Respect des Droits de l’Homme et de la Convention de Vienne
L’Union Européenne « exige » par ailleurs le respect des Droits de l’Homme et du Droit international humanitaire et demande que les auteurs des crimes et pillages soient jugés. Aussi, les Chefs de Missions des Etats Membres ont « prix acte des excuses des autorités congolaises » en ce qui concerne la violation de la protection des missions diplomatiques ainsi que de leurs agents.
Cependant, l’Ambassadeur du Royaume Uni a tenu a affirmer qu’il y « a toujours dans le pays, un esprit de guerre; et c’est un esprit de guerre comme la malaria. Nous avons pensé que nous l’avions guéri avec une grande dose de quinine avec des élections libres et transparentes. Il faut finalement pour le bien être du peuple l’éradiquer». Il propose de « remplacer cet esprit de guerre par un esprit de réconciliation et d’inclusivité » car « c’est la seule voie pour la stabilité dans ce pays ».
L'ambassadeur de l'Union Européenne au Congo, Carlo de Filippi, a pour sa part estimé que « nous devons continuer à travailler pour faire en sorte que ce dialogue, cette inclusivité aient le dessus sur la violence.
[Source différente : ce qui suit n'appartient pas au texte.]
//! Orchestration. One run: discover batches in pinned order, normalize them
//! all into a single canonical pool, build the contribution map once, then
//! produce each policy version independently from the same two read-only
//! inputs. The only thing that differs between versions is the cutoff table
//! handed to the filter.

use rayon::prelude::*;
use serde::Serialize;
use std::{ops::RangeInclusive, path::PathBuf};
use tracing::{info, warn};

use crate::error::PipelineError;
use crate::ingest::{filing_sources, schedule_sources, FilingSource, RawBatch, ScheduleSource};
use crate::policy::PolicyVersion;
use crate::process::{canonicalize, contrib, filter, latest_per_ein, ContributionMap, JoinStats};
use crate::report;
use crate::schema::record::{CanonicalRecord, DatasetRow};

pub struct RunConfig {
    pub data_dir: PathBuf,
    pub out_dir: PathBuf,
    pub years: RangeInclusive<i32>,
    pub versions: Vec<&'static PolicyVersion>,
}

/// One finished policy-version build: frozen after the join, persisted once.
pub struct Dataset {
    pub version: &'static str,
    pub rows: Vec<DatasetRow>,
    pub join_stats: JoinStats,
}

/// Per-version result counts for the run manifest and the final log line.
#[derive(Debug, Serialize)]
pub struct VersionSummary {
    pub version: String,
    pub records: usize,
    pub contribution_matched: usize,
    pub contribution_match_rate: f64,
}

/// Normalize every discovered batch and concatenate the survivors.
///
/// Batches are independent, so normalization fans out on the rayon pool;
/// the indexed collect reassembles results in discovery order, which keeps
/// the dedup tie-break deterministic. A batch that fails column resolution
/// is logged and skipped; an unreadable file fails the run.
pub fn build_canonical_pool(sources: &[FilingSource]) -> Result<Vec<CanonicalRecord>, PipelineError> {
    let per_batch: Vec<Result<Vec<CanonicalRecord>, PipelineError>> = sources
        .par_iter()
        .map(|source| {
            let label = source.label();
            let batch = RawBatch::load(&source.path, &label)?;
            info!(batch = %label, rows = batch.len(), "loaded");
            canonicalize(&batch, source.layout)
        })
        .collect();

    let mut pool = Vec::new();
    for (source, outcome) in sources.iter().zip(per_batch) {
        match outcome {
            Ok(records) => {
                info!(batch = %source.label(), kept = records.len(), "normalized");
                pool.extend(records);
            }
            Err(PipelineError::MissingColumn { batch, column }) => {
                warn!(%batch, %column, "required column missing; batch skipped");
            }
            Err(err) => return Err(err),
        }
    }
    Ok(pool)
}

/// Fold every schedule file into one EIN → contribution map, in pinned
/// order so the last-seen rule is reproducible.
pub fn build_contribution_map(sources: &[ScheduleSource]) -> Result<ContributionMap, PipelineError> {
    let mut pairs = Vec::new();
    for source in sources {
        let batch = RawBatch::load(&source.path, &source.label)?;
        pairs.extend(contrib::extract_pairs(&batch));
    }
    Ok(ContributionMap::from_pairs(pairs))
}

/// Build one policy version from the shared pool and contribution map.
/// Pure with respect to its inputs; no state carries over between versions.
pub fn run_version(
    pool: &[CanonicalRecord],
    contributions: &ContributionMap,
    policy: &'static PolicyVersion,
) -> Dataset {
    let filtered = filter::apply(pool, policy);
    let deduped = latest_per_ein(filtered);
    let (rows, join_stats) = contrib::left_join(deduped, contributions);

    info!(
        policy = policy.name,
        records = rows.len(),
        matched = join_stats.matched,
        match_rate = format!("{:.1}%", join_stats.rate() * 100.0),
        "version built"
    );

    Dataset {
        version: policy.name,
        rows,
        join_stats,
    }
}

/// Drive the whole run. Fails with [`PipelineError::EmptyResult`] before
/// writing anything when no batch survives normalization.
pub fn run(config: &RunConfig) -> Result<Vec<VersionSummary>, PipelineError> {
    let sources = filing_sources(&config.data_dir, config.years.clone());
    info!(batches = sources.len(), "discovered filing batches");

    let pool = build_canonical_pool(&sources)?;
    if pool.is_empty() {
        return Err(PipelineError::EmptyResult);
    }
    info!(records = pool.len(), "canonical pool assembled");

    let schedules = schedule_sources(&config.data_dir, config.years.clone());
    let contributions = build_contribution_map(&schedules)?;
    info!(
        files = schedules.len(),
        eins = contributions.len(),
        "contribution map built"
    );

    let mut summaries = Vec::new();
    for &policy in &config.versions {
        let dataset = run_version(&pool, &contributions, policy);
        report::write_version(&config.out_dir, policy, &dataset)?;
        summaries.push(VersionSummary {
            version: dataset.version.to_string(),
            records: dataset.rows.len(),
            contribution_matched: dataset.join_stats.matched,
            contribution_match_rate: dataset.join_stats.rate(),
        });
    }

    report::write_methodology(&config.out_dir, &config.versions, &summaries)?;
    report::write_manifest(&config.out_dir, &summaries)?;
    Ok(summaries)
}

#[cfg(test)]
mod tests {
    use super::*;
    use crate::policy::{V1_INCLUSIVE, V2_CONSERVATIVE};
    use std::fs;
    use std::path::Path;
    use tempfile::TempDir;

    const F5500_HEADER: &str = "SPONS_DFE_EIN,TYPE_PENSION_BNFT_CODE,TYPE_PLAN_ENTITY_CD,\
PLAN_EFF_DATE,SPONS_DFE_MAIL_US_STATE,SPONSOR_DFE_NAME,SPONS_DFE_MAIL_US_CITY,PLAN_NAME,\
TOT_PARTCP_BOY_CNT";
    const SF_HEADER: &str = "SF_SPONS_EIN,SF_TYPE_PENSION_BNFT_CODE,SF_PLAN_ENTITY_CD,\
SF_PLAN_EFF_DATE,SF_SPONS_US_STATE,SF_SPONSOR_NAME,SF_SPONS_US_CITY,SF_PLAN_NAME,\
SF_TOT_PARTCP_BOY_CNT";

    fn write_fixture(dir: &Path, rel: &str, content: &str) {
        let path = dir.join(rel);
        fs::create_dir_all(path.parent().unwrap()).unwrap();
        fs::write(path, content).unwrap();
    }

    fn fixture_tree(tmp: &TempDir) -> PathBuf {
        let data = tmp.path().join("raw");

        // CA cutoff: v1 2018-11-01, v2 2019-07-01. The 2019-03-01 record
        // passes only v1; the 2023 records pass both.
        write_fixture(
            &data,
            "form5500/f_5500_2023_all.csv",
            &format!(
                "{F5500_HEADER}\n\
93000001,2E2J,2,2023-06-01,CA,Acme Inc,Fresno,Acme 401k,120\n\
93000001,2J,2,2023-01-01,CA,Acme Inc,Fresno,Acme 401k (old),110\n\
93000002,2J,2,2019-03-01,CA,Beta LLC,Davis,Beta Plan,15\n\
93000003,2J,1,2023-06-01,CA,Joint Board,LA,MEP,900\n\
93000004,2J,2,2023-06-01,TX,Lone Star,Austin,TX Plan,50\n"
            ),
        );
        write_fixture(
            &data,
            "form5500sf/f_5500_sf_2023_all.csv",
            &format!(
                "{SF_HEADER}\n\
93000005,2J,1.0,2023-09-15,OR,Cascade Co,Bend,Cascade 401k,8\n\
93000006,3H,1,2023-09-15,OR,No401k,Bend,Other,9\n"
            ),
        );
        write_fixture(
            &data,
            "schedule_h/sch_h_2022_latest.csv",
            "ACK_ID,SPONS_DFE_EIN,TOT_EMPLR_CONTRIB_AMT\nx,93000001,500\n",
        );
        write_fixture(
            &data,
            "schedule_i/sch_i_2023_latest.csv",
            "ACK_ID,SPONS_DFE_EIN,EMPLR_CONTRIB_AMT\nx,93000001,900\ny,93000005,75.25\n",
        );
        data
    }

    fn config(data: PathBuf, out: PathBuf) -> RunConfig {
        RunConfig {
            data_dir: data,
            out_dir: out,
            years: 2017..=2024,
            versions: vec![&V1_INCLUSIVE, &V2_CONSERVATIVE],
        }
    }

    fn read_rows(path: &Path) -> Vec<DatasetRow> {
        let mut reader = csv::Reader::from_path(path).unwrap();
        reader.deserialize().collect::<Result<Vec<_>, _>>().unwrap()
    }

    #[test]
    fn end_to_end_builds_both_versions() {
        let tmp = TempDir::new().unwrap();
        let data = fixture_tree(&tmp);
        let out = tmp.path().join("out");

        let summaries = run(&config(data, out.clone())).unwrap();
        assert_eq!(summaries.len(), 2);

        let v1 = read_rows(&out.join("v1-inclusive/state_auto_ira_401k_dataset.csv"));
        // v1: Acme (dedup to 2023-06-01), Beta, Cascade. TX and the MEP and
        // the non-401k SF row never make it.
        let eins: Vec<&str> = v1.iter().map(|r| r.ein.as_str()).collect();
        assert_eq!(eins, vec!["093000005", "093000001", "093000002"]);

        let acme = v1.iter().find(|r| r.ein == "093000001").unwrap();
        assert_eq!(
            acme.plan_effective_date,
            chrono::NaiveDate::from_ymd_opt(2023, 6, 1).unwrap()
        );
        // Schedule I (2023) folded after Schedule H (2022): last wins
        assert_eq!(acme.employer_contribution, Some(900.0));

        let cascade = v1.iter().find(|r| r.ein == "093000005").unwrap();
        assert_eq!(cascade.employer_contribution, Some(75.25));
        assert_eq!(cascade.source, "Form5500SF_2023");

        let beta = v1.iter().find(|r| r.ein == "093000002").unwrap();
        assert_eq!(beta.employer_contribution, None);

        // v2's later CA cutoff excludes Beta but keeps the 2023 adopters
        let v2 = read_rows(&out.join("v2-conservative/state_auto_ira_401k_dataset.csv"));
        let v2_eins: Vec<&str> = v2.iter().map(|r| r.ein.as_str()).collect();
        assert_eq!(v2_eins, vec!["093000005", "093000001"]);

        assert!(out.join("METHODOLOGY.md").exists());
        assert!(out.join("run_manifest.json").exists());
        assert!(out.join("v1-inclusive/summary_statistics.csv").exists());
    }

    #[test]
    fn reruns_are_byte_identical() {
        let tmp = TempDir::new().unwrap();
        let data = fixture_tree(&tmp);
        let out_a = tmp.path().join("a");
        let out_b = tmp.path().join("b");

        run(&config(data.clone(), out_a.clone())).unwrap();
        run(&config(data, out_b.clone())).unwrap();

        for version in ["v1-inclusive", "v2-conservative"] {
            let rel = format!("{version}/state_auto_ira_401k_dataset.csv");
            assert_eq!(
                fs::read(out_a.join(&rel)).unwrap(),
                fs::read(out_b.join(&rel)).unwrap(),
                "{rel} differs between runs"
            );
        }
    }

    #[test]
    fn batch_missing_required_column_is_skipped_not_fatal() {
        let tmp = TempDir::new().unwrap();
        let data = fixture_tree(&tmp);
        // 2019 long form lacks the benefit-code column entirely
        write_fixture(
            &data,
            "form5500/f_5500_2019_all.csv",
            "SPONS_DFE_EIN,PLAN_EFF_DATE,SPONS_DFE_MAIL_US_STATE\n93000009,2019-06-01,CA\n",
        );
        let out = tmp.path().join("out");

        let summaries = run(&config(data, out.clone())).unwrap();
        let v1 = &summaries[0];
        assert_eq!(v1.records, 3);
        let rows = read_rows(&out.join("v1-inclusive/state_auto_ira_401k_dataset.csv"));
        assert!(rows.iter().all(|r| r.ein != "093000009"));
    }

    #[test]
    fn run_with_no_survivors_fails_and_writes_nothing() {
        let tmp = TempDir::new().unwrap();
        let data = tmp.path().join("raw");
        // the only batch on disk is rejected at column resolution
        write_fixture(
            &data,
            "form5500/f_5500_2020_all.csv",
            "WRONG,COLUMNS\n1,2\n",
        );
        let out = tmp.path().join("out");

        let err = run(&config(data, out.clone())).unwrap_err();
        assert!(matches!(err, PipelineError::EmptyResult));
        assert!(!out.join("v1-inclusive/state_auto_ira_401k_dataset.csv").exists());
        assert!(!out.join("METHODOLOGY.md").exists());
    }

    #[test]
    fn versions_share_the_pool_but_not_state() {
        let tmp = TempDir::new().unwrap();
        let data = fixture_tree(&tmp);
        let sources = filing_sources(&data, 2017..=2024);
        let pool = build_canonical_pool(&sources).unwrap();
        let contributions =
            build_contribution_map(&schedule_sources(&data, 2017..=2024)).unwrap();

        // building v2 first must not change what v1 produces
        let v2_first = run_version(&pool, &contributions, &V2_CONSERVATIVE);
        let v1 = run_version(&pool, &contributions, &V1_INCLUSIVE);
        let v2_again = run_version(&pool, &contributions, &V2_CONSERVATIVE);

        assert_eq!(v2_first.rows, v2_again.rows);
        assert_eq!(v1.rows.len(), 3);
    }
}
Pour que la démocratie soit effective, il faut créer les conditions pour qu’elle s’exprime ». Et il y faut « un cadre politique et législatif ». « Et nous comptons travailler sur ce cadre pour que l’investissement et l’aide au développement puisse être encore plus effectif ». Dans ce cadre, « il y a un pilier important, c’est la réforme du secteur de sécurité… qui nécessite une réforme en profondeur ».
C’est cette nécessité qui amène l’Ambassadeur d’Allemagne a déclaré que « les Ambassades d’Italie, de Grèce et d’Espagne ont essuyé des attaques directes de leurs bâtiments qui sont protégés par la convention de Vienne ». Et l’Ambassadeur d’Italie, Léonardo Baroncelli, de préciser qu’en particulier l’Article 22 de cette convention « prescrit l’inviolabilité d’une mission diplomatique, de la résidence du chef de la mission et l’obligation spéciale de l’Etat créditaire de prendre toutes les mesures appropriées pour garantir que les locaux des missions diplomatiques ne soient pas envahis ou endommagés, que leur paix ne soit pas troublée et que leur dignité ne soit pas amoindrie».
L’Ambassadeur de la Grèce, Ioannis Christofilis, a souligné avoir obtenu la promesse des autorités congolaises qu’il y aura une enquête officielle pour « trouver qui et avec quelle responsabilité, sous quelles conditions, ou pour quelle raison on a visé concrètement le drapeau grec et l’ambassade » ainsi que « l’ambassade d’Espagne avec des tirs d’armes lourdes tout comme les bâtiments de l’UNICEF et de la BIAC qui travaille pour le développement de ce pays ».
Néanmoins, ils ont tous estimé que ces violations ne doivent pas constituer un chantage par rapport à l’aide qui bénéficie au peuple congolais pour contribuer à le sortir de la pauvreté. C’est pourquoi l’Ambassadeur d’Allemagne a précisé que « l’aide est pour le peuple congolais et non pour le gouvernement. On n’utilise pas l’aide comme une arme contre le peuple congolais ».
Enfin, l’Ambassadeur de la Grande Bretagne a conclut en disant : «nous sommes ici devant vous pour exprimer notre solidarité avec peuple congolais qui a beaucoup souffert ».